The group won a restraining order in lower courts. But the Connecticut Supreme Court sided with New London, giving the city ultimate authority to take the homes.

The U.S. Supreme Court backed the authority yesterday. However, the majority said the homeowners still deserved “just compensation” for their properties and left open the possibility individual states may restrict eminent domain in the future.

“We emphasize that nothing in our opinion precludes any state from placing further restrictions on its exercise of the takings power,” the majority opinion says.

According to the Associated Press, Connecticut is one of several states that either expressly allow a taking for private economic purposes or have not spoken clearly to the question.

Eight states — Arkansas, Florida, Illinois, Kentucky, Maine, Montana, South Carolina and Washington — forbid the use of eminent domain for economic development unless it is to eliminate blight.

Such “condemnation takings” have become common practice nationwide, where more than 10,000 properties were threatened or condemned in recent years, according to the Institute for Justice, a public-interest law firm that represented homeowners in the Kelo case.

The seizures may see city governments pay above market value to property owners in run-down areas so the areas can be bulldozed.
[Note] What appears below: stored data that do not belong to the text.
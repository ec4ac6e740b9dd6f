//! PostgreSQL-backed [`CommerceStore`].

use chrono::{DateTime, NaiveDate, Utc};
use rocket_db_pools::sqlx::{self, FromRow, PgPool, Postgres, QueryBuilder};

use super::{CommerceStore, CustomerPage, CustomerQuery, CustomerSearch, StoreResult, escape_like};
use crate::models::{
    Address, Customer, CustomerOrderStats, EntityId, OrderMetaRow, OrderStatus, SyncRecord,
};
use crate::routes::params::CustomerOrderBy;

const CUSTOMER_COLUMNS: &str = r#"
    SELECT
        c.id, c.email, c.username, c.display_name, c.first_name, c.last_name,
        c.registered_at, c.last_update,
        COALESCE(b.first_name, '') AS billing_first_name,
        COALESCE(b.last_name, '') AS billing_last_name,
        COALESCE(b.company, '') AS billing_company,
        COALESCE(b.address_1, '') AS billing_address_1,
        COALESCE(b.address_2, '') AS billing_address_2,
        COALESCE(b.city, '') AS billing_city,
        COALESCE(b.state, '') AS billing_state,
        COALESCE(b.postcode, '') AS billing_postcode,
        COALESCE(b.country, '') AS billing_country,
        COALESCE(b.email, '') AS billing_email,
        COALESCE(b.phone, '') AS billing_phone,
        COALESCE(s.first_name, '') AS shipping_first_name,
        COALESCE(s.last_name, '') AS shipping_last_name,
        COALESCE(s.company, '') AS shipping_company,
        COALESCE(s.address_1, '') AS shipping_address_1,
        COALESCE(s.address_2, '') AS shipping_address_2,
        COALESCE(s.city, '') AS shipping_city,
        COALESCE(s.state, '') AS shipping_state,
        COALESCE(s.postcode, '') AS shipping_postcode,
        COALESCE(s.country, '') AS shipping_country
    FROM customers c
    LEFT JOIN customer_addresses b ON b.customer_id = c.id AND b.kind = 'billing'
    LEFT JOIN customer_addresses s ON s.customer_id = c.id AND s.kind = 'shipping'
    WHERE TRUE"#;

#[derive(Debug, FromRow)]
struct CustomerRow {
    id: i64,
    email: String,
    username: String,
    display_name: String,
    first_name: String,
    last_name: String,
    registered_at: DateTime<Utc>,
    last_update: Option<DateTime<Utc>>,
    billing_first_name: String,
    billing_last_name: String,
    billing_company: String,
    billing_address_1: String,
    billing_address_2: String,
    billing_city: String,
    billing_state: String,
    billing_postcode: String,
    billing_country: String,
    billing_email: String,
    billing_phone: String,
    shipping_first_name: String,
    shipping_last_name: String,
    shipping_company: String,
    shipping_address_1: String,
    shipping_address_2: String,
    shipping_city: String,
    shipping_state: String,
    shipping_postcode: String,
    shipping_country: String,
}

impl From<CustomerRow> for Customer {
    fn from(row: CustomerRow) -> Self {
        Customer {
            id: EntityId(row.id),
            email: row.email,
            username: row.username,
            display_name: row.display_name,
            first_name: row.first_name,
            last_name: row.last_name,
            registered_at: row.registered_at,
            last_update: row.last_update,
            billing: Address {
                first_name: row.billing_first_name,
                last_name: row.billing_last_name,
                company: row.billing_company,
                address_1: row.billing_address_1,
                address_2: row.billing_address_2,
                city: row.billing_city,
                state: row.billing_state,
                postcode: row.billing_postcode,
                country: row.billing_country,
                email: row.billing_email,
                phone: row.billing_phone,
            },
            shipping: Address {
                first_name: row.shipping_first_name,
                last_name: row.shipping_last_name,
                company: row.shipping_company,
                address_1: row.shipping_address_1,
                address_2: row.shipping_address_2,
                city: row.shipping_city,
                state: row.shipping_state,
                postcode: row.shipping_postcode,
                country: row.shipping_country,
                email: String::new(),
                phone: String::new(),
            },
        }
    }
}

/// Cutoffs older than any `timestamptz` Postgres accepts (4713 BC) bound
/// nothing, so the predicate is dropped instead of bound out of range.
fn bindable_cutoff(cutoff: DateTime<Utc>) -> Option<DateTime<Utc>> {
    let earliest = NaiveDate::from_ymd_opt(-4712, 1, 1)?
        .and_hms_opt(0, 0, 0)?
        .and_utc();
    (cutoff >= earliest).then_some(cutoff)
}

fn raw_ids(ids: &[EntityId]) -> Vec<i64> {
    ids.iter().map(|id| id.get()).collect()
}

fn status_codes(statuses: &[OrderStatus]) -> Vec<String> {
    statuses
        .iter()
        .map(|status| status.code().to_string())
        .collect()
}

/// Append the WHERE clauses shared by the count and page queries.
fn push_customer_filters(builder: &mut QueryBuilder<'_, Postgres>, query: &CustomerQuery) {
    if let Some(role) = &query.role {
        builder
            .push(" AND EXISTS (SELECT 1 FROM customer_roles r WHERE r.customer_id = c.id AND r.role = ")
            .push_bind(role.clone())
            .push(")");
    }

    if !query.include.is_empty() {
        builder
            .push(" AND c.id = ANY(")
            .push_bind(raw_ids(&query.include))
            .push(")");
    }

    if !query.exclude.is_empty() {
        builder
            .push(" AND NOT (c.id = ANY(")
            .push_bind(raw_ids(&query.exclude))
            .push("))");
    }

    match &query.search {
        Some(CustomerSearch::Term(term)) => {
            let pattern = format!("%{}%", escape_like(term));
            builder
                .push(" AND (c.email ILIKE ")
                .push_bind(pattern.clone())
                .push(" OR c.username ILIKE ")
                .push_bind(pattern.clone())
                .push(" OR c.display_name ILIKE ")
                .push_bind(pattern)
                .push(")");
        }
        Some(CustomerSearch::Email(email)) => {
            builder
                .push(" AND lower(c.email) = lower(")
                .push_bind(email.clone())
                .push(")");
        }
        None => {}
    }
}

fn push_customer_ordering(builder: &mut QueryBuilder<'_, Postgres>, query: &CustomerQuery) {
    builder.push(" ORDER BY ");
    match query.order_by {
        CustomerOrderBy::Include if !query.include.is_empty() => {
            builder
                .push("array_position(")
                .push_bind(raw_ids(&query.include))
                .push("::bigint[], c.id)");
        }
        CustomerOrderBy::Include | CustomerOrderBy::Id => {
            builder.push("c.id");
        }
        CustomerOrderBy::Name => {
            builder.push("c.display_name");
        }
        CustomerOrderBy::RegisteredDate => {
            builder.push("c.registered_at");
        }
    }
    builder
        .push(" ")
        .push(query.order.sql_keyword())
        .push(", c.id ASC");
}

pub struct PgCommerceStore {
    pool: PgPool,
}

impl PgCommerceStore {
    pub fn new(pool: PgPool) -> Self {
        Self { pool }
    }

    pub fn pool(&self) -> &PgPool {
        &self.pool
    }
}

#[rocket::async_trait]
impl CommerceStore for PgCommerceStore {
    async fn all_order_ids(&self) -> StoreResult<Vec<EntityId>> {
        let ids: Vec<i64> = sqlx::query_scalar("SELECT id FROM orders ORDER BY id")
            .fetch_all(&self.pool)
            .await?;

        Ok(ids.into_iter().map(EntityId).collect())
    }

    async fn orders_modified_after(&self, cutoff: DateTime<Utc>) -> StoreResult<Vec<SyncRecord>> {
        let mut builder = QueryBuilder::<Postgres>::new(
            "SELECT id, modified_at FROM orders WHERE status <> ",
        );
        builder.push_bind(OrderStatus::Trash.code());
        if let Some(cutoff) = bindable_cutoff(cutoff) {
            builder.push(" AND modified_at > ").push_bind(cutoff);
        }

        let rows: Vec<(i64, DateTime<Utc>)> = builder
            .build_query_as()
            .fetch_all(&self.pool)
            .await?;

        Ok(rows
            .into_iter()
            .map(|(id, modified_at)| SyncRecord {
                id: EntityId(id),
                last_updated: modified_at.timestamp(),
            })
            .collect())
    }

    async fn customer_ids_with_role(&self, role: &str) -> StoreResult<Vec<EntityId>> {
        let ids: Vec<i64> = sqlx::query_scalar(
            "SELECT customer_id FROM customer_roles WHERE role = $1 ORDER BY customer_id",
        )
        .bind(role)
        .fetch_all(&self.pool)
        .await?;

        Ok(ids.into_iter().map(EntityId).collect())
    }

    async fn query_customers(&self, query: &CustomerQuery) -> StoreResult<CustomerPage> {
        let mut count = QueryBuilder::<Postgres>::new("SELECT COUNT(*) FROM customers c WHERE TRUE");
        push_customer_filters(&mut count, query);
        let total: i64 = count.build_query_scalar::<i64>().fetch_one(&self.pool).await?;

        let mut select = QueryBuilder::<Postgres>::new(CUSTOMER_COLUMNS);
        push_customer_filters(&mut select, query);
        push_customer_ordering(&mut select, query);
        select
            .push(" LIMIT ")
            .push_bind(query.limit)
            .push(" OFFSET ")
            .push_bind(query.offset);

        let rows: Vec<CustomerRow> = select.build_query_as::<CustomerRow>().fetch_all(&self.pool).await?;

        Ok(CustomerPage {
            customers: rows.into_iter().map(Customer::from).collect(),
            total,
        })
    }

    async fn customer_meta(&self, customer: EntityId, key: &str) -> StoreResult<Option<String>> {
        let value: Option<String> = sqlx::query_scalar(
            "SELECT meta_value FROM customer_meta WHERE customer_id = $1 AND meta_key = $2",
        )
        .bind(customer.get())
        .bind(key)
        .fetch_optional(&self.pool)
        .await?;

        Ok(value)
    }

    async fn set_customer_meta(
        &self,
        customer: EntityId,
        key: &str,
        value: &str,
    ) -> StoreResult<()> {
        sqlx::query(
            r#"INSERT INTO customer_meta (customer_id, meta_key, meta_value)
               VALUES ($1, $2, $3)
               ON CONFLICT (customer_id, meta_key) DO UPDATE SET meta_value = EXCLUDED.meta_value"#,
        )
        .bind(customer.get())
        .bind(key)
        .bind(value)
        .execute(&self.pool)
        .await?;

        Ok(())
    }

    async fn delete_customer_meta(&self, key: &str) -> StoreResult<u64> {
        let result = sqlx::query("DELETE FROM customer_meta WHERE meta_key = $1")
            .bind(key)
            .execute(&self.pool)
            .await?;

        Ok(result.rows_affected())
    }

    async fn customer_order_stats(&self, customer: EntityId) -> StoreResult<CustomerOrderStats> {
        let (order_count, money_spent_cents): (i64, i64) = sqlx::query_as(
            r#"SELECT
                   COUNT(*) FILTER (WHERE status = ANY($2)) AS order_count,
                   CAST(COALESCE(SUM(total_cents) FILTER (WHERE status = ANY($3)), 0) AS BIGINT)
                       AS money_spent_cents
               FROM orders
               WHERE customer_id = $1"#,
        )
        .bind(customer.get())
        .bind(status_codes(&OrderStatus::REGISTERED))
        .bind(status_codes(&OrderStatus::PAID))
        .fetch_one(&self.pool)
        .await?;

        Ok(CustomerOrderStats {
            order_count,
            money_spent_cents,
        })
    }

    async fn order_meta(&self, order: EntityId) -> StoreResult<Option<Vec<OrderMetaRow>>> {
        let exists: bool = sqlx::query_scalar("SELECT EXISTS(SELECT 1 FROM orders WHERE id = $1)")
            .bind(order.get())
            .fetch_one(&self.pool)
            .await?;

        if !exists {
            return Ok(None);
        }

        let rows: Vec<(i64, String, String)> = sqlx::query_as(
            "SELECT id, meta_key, meta_value FROM order_meta WHERE order_id = $1 ORDER BY id",
        )
        .bind(order.get())
        .fetch_all(&self.pool)
        .await?;

        Ok(Some(
            rows.into_iter()
                .map(|(id, key, value)| OrderMetaRow { id, key, value })
                .collect(),
        ))
    }
}

#[cfg(test)]
mod tests {
    use super::*;
    use chrono::TimeZone;

    #[test]
    fn cutoffs_before_the_timestamptz_range_are_unbounded() {
        assert_eq!(bindable_cutoff(DateTime::<Utc>::MIN_UTC), None);

        let ancient = Utc.with_ymd_and_hms(-8000, 6, 1, 0, 0, 0).unwrap();
        assert_eq!(bindable_cutoff(ancient), None);

        let recent = Utc.with_ymd_and_hms(2024, 3, 3, 12, 0, 0).unwrap();
        assert_eq!(bindable_cutoff(recent), Some(recent));
    }
}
But the practice has been known to create controversy, especially when the end result is not new public housing or a new city park.

It’s an “appalling decision,” said Dana Berliner, an attorney for the homeowners. “It’s one that one day the U.S. Supreme Court will look back on with shame.”

“The court has sanctioned the use of eminent domain to take the home of one person and give it to another person because that other person is going to pay more in taxes,” she said. “The battle is now going to move to the states, and we’re going to work to vigorously enforce state constitutional limits on the abuse of eminent domain.”

Robert Redding Jr. contributed to this report.